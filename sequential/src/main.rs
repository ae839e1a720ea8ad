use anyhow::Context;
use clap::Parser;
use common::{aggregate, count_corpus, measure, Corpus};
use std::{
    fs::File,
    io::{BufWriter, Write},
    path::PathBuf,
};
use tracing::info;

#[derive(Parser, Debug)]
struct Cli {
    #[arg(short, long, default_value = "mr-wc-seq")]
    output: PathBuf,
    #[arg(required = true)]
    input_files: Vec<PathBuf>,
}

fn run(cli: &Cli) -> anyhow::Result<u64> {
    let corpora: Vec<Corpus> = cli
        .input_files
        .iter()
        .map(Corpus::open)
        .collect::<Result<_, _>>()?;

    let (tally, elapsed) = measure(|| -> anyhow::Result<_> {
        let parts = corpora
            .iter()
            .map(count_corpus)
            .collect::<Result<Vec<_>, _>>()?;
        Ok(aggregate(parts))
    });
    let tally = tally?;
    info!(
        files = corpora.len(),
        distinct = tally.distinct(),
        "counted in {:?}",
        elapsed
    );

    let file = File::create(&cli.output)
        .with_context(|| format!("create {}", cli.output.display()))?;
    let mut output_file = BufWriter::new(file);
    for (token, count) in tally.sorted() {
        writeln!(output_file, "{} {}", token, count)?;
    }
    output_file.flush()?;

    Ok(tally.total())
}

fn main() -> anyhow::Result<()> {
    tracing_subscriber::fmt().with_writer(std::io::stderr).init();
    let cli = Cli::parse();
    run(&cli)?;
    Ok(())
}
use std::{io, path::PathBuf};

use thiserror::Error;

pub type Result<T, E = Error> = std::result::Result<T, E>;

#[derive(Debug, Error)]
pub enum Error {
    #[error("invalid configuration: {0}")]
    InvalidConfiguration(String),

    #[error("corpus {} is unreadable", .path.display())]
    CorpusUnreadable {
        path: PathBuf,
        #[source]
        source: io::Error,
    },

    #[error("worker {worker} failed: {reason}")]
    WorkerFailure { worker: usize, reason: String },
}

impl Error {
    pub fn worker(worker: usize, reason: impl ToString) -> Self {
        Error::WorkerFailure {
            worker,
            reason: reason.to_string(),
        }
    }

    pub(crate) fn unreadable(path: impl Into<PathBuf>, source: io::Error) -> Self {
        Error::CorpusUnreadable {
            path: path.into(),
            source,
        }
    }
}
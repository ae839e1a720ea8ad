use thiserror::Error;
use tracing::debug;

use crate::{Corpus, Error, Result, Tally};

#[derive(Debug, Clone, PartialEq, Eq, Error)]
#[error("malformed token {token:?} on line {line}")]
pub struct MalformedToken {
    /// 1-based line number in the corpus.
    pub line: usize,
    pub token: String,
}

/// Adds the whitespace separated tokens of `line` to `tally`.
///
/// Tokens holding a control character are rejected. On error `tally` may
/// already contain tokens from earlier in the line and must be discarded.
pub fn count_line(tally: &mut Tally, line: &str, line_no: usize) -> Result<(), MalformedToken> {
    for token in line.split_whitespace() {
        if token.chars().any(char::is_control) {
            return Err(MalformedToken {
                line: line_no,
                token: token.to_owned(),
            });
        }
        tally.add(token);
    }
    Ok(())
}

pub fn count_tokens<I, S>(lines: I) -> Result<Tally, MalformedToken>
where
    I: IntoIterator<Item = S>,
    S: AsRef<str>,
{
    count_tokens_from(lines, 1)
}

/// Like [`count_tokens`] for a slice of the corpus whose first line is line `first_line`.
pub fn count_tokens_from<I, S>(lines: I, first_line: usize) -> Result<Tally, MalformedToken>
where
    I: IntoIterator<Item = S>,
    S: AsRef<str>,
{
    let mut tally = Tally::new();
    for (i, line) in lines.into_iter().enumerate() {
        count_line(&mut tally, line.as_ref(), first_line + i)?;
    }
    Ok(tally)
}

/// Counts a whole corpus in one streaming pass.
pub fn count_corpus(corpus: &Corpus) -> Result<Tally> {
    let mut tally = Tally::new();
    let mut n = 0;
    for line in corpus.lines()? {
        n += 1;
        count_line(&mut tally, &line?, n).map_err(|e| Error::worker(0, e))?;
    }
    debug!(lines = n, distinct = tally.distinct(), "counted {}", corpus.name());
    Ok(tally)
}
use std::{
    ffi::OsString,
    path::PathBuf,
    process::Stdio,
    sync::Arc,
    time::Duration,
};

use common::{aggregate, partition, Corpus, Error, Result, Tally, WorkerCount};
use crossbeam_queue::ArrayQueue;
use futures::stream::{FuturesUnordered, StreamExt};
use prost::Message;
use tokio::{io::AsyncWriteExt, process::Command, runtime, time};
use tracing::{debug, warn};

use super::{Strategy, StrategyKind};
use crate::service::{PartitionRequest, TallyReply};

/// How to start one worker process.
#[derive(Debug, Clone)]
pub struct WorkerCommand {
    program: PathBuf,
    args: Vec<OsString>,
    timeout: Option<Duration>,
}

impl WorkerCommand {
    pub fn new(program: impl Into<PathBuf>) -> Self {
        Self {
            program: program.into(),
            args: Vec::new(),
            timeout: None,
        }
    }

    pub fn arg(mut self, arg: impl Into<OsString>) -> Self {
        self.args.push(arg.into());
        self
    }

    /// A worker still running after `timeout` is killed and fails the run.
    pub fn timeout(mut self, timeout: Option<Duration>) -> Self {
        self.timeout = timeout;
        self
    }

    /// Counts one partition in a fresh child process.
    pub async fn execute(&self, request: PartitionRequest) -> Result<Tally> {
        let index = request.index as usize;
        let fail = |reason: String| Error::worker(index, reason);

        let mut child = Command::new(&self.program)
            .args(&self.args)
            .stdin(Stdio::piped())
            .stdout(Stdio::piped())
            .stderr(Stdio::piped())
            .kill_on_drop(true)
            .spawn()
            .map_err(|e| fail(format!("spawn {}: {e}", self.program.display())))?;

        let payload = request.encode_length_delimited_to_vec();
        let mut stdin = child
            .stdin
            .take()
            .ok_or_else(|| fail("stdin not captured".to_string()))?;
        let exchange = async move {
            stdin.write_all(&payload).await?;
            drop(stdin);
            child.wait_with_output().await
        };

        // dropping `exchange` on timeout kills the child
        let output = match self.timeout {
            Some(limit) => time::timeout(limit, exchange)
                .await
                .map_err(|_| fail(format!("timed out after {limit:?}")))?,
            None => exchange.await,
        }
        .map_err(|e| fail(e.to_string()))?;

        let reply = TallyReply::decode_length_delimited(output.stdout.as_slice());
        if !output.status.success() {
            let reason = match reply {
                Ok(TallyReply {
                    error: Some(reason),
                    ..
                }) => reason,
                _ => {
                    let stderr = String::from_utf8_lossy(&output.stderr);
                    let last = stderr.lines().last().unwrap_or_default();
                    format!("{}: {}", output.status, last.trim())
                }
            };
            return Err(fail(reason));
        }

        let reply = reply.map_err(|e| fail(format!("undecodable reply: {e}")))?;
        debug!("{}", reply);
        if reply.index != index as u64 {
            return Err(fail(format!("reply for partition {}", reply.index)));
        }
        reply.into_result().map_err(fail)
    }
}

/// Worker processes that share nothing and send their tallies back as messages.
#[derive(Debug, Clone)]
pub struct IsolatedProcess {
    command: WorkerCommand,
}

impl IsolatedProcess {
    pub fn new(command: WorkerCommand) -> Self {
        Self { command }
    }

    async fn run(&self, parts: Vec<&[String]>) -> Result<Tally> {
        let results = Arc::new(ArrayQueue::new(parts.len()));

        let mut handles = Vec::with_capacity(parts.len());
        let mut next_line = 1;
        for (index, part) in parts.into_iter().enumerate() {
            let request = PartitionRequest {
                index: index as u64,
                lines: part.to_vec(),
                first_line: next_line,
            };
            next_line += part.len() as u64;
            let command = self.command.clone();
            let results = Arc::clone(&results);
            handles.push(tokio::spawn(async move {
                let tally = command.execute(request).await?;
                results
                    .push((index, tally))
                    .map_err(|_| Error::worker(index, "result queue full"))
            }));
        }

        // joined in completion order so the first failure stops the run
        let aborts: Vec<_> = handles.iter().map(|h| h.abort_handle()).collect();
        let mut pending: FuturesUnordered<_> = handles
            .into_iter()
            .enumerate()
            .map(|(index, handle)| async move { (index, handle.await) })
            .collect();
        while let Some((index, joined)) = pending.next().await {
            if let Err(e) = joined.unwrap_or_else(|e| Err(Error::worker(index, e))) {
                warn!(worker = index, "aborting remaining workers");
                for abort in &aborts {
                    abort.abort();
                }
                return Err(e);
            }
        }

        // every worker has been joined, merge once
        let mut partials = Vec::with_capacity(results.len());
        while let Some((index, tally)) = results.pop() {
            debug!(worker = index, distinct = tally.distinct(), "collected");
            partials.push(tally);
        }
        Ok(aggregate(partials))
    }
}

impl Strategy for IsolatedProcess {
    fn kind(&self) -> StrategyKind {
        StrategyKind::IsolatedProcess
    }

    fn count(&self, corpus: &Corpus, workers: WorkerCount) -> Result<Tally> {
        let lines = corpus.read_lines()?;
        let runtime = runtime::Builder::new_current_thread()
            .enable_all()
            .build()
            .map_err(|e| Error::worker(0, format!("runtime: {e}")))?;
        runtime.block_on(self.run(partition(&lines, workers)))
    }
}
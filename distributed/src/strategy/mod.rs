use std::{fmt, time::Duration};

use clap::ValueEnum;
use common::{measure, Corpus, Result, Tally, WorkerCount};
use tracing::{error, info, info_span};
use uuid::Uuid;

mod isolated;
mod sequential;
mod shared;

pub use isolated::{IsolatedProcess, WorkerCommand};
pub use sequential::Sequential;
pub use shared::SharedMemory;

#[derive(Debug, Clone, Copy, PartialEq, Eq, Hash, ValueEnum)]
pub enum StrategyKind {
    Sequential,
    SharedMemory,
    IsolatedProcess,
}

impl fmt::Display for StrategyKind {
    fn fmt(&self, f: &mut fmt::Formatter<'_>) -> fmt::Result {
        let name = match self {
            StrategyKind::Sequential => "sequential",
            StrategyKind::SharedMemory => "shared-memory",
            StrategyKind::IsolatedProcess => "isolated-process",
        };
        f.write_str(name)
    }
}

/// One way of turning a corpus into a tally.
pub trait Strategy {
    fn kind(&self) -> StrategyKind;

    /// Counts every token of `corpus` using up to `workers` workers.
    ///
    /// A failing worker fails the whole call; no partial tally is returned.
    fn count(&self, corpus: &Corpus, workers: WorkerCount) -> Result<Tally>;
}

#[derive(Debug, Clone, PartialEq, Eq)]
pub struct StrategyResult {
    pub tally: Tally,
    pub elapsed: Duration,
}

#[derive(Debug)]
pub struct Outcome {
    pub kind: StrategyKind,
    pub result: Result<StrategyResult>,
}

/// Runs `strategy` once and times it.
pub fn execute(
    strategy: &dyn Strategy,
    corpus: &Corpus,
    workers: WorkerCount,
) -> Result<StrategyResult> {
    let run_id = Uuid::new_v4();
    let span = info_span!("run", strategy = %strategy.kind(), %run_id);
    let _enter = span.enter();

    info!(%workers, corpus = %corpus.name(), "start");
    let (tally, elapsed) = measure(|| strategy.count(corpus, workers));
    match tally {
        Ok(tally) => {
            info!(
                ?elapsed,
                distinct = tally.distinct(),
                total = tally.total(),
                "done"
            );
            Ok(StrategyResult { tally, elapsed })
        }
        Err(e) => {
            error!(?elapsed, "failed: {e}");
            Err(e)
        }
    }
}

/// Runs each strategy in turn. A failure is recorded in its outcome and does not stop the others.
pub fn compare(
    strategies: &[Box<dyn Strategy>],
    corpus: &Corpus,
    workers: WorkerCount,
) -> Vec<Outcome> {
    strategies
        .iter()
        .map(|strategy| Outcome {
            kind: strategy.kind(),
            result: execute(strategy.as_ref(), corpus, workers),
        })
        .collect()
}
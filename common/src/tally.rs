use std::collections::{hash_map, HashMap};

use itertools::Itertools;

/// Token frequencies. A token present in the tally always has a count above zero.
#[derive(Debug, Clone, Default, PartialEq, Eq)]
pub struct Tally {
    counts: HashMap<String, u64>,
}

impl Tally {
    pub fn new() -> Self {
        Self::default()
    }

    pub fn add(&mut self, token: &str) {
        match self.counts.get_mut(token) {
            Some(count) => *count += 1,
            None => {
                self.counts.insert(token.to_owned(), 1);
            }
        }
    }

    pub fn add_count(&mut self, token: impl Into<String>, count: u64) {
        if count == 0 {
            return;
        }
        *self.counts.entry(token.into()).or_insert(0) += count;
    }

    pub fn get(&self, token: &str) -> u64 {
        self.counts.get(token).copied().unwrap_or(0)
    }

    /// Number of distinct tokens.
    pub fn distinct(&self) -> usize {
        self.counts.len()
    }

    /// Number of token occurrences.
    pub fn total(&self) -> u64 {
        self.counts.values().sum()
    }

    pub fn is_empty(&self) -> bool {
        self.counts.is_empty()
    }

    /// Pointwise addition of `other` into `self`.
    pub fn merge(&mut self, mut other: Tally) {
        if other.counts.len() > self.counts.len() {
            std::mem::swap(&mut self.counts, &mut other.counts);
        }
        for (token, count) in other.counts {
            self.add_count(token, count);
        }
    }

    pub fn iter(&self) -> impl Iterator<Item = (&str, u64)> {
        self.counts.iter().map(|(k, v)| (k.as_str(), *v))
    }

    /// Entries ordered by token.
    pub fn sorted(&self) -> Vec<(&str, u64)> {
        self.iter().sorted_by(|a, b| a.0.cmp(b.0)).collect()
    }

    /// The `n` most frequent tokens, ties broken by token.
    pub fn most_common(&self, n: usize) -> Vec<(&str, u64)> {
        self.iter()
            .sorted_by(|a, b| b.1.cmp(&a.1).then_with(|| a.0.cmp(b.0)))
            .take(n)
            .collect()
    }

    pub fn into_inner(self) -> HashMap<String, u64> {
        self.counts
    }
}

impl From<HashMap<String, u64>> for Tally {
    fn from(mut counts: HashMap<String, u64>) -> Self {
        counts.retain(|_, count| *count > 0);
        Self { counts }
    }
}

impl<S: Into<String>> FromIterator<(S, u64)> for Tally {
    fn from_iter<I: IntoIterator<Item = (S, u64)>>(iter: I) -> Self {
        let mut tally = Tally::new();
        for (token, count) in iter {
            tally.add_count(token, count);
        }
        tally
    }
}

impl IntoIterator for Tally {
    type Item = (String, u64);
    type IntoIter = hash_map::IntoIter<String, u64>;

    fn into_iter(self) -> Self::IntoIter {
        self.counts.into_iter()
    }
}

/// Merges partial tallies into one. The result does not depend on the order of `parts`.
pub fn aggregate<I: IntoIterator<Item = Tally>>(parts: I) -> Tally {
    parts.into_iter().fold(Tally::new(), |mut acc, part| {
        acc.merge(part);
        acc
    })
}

[Work to be completed] With no other words, state how many lines above hold the word "counted".

[Solution to this problem] 2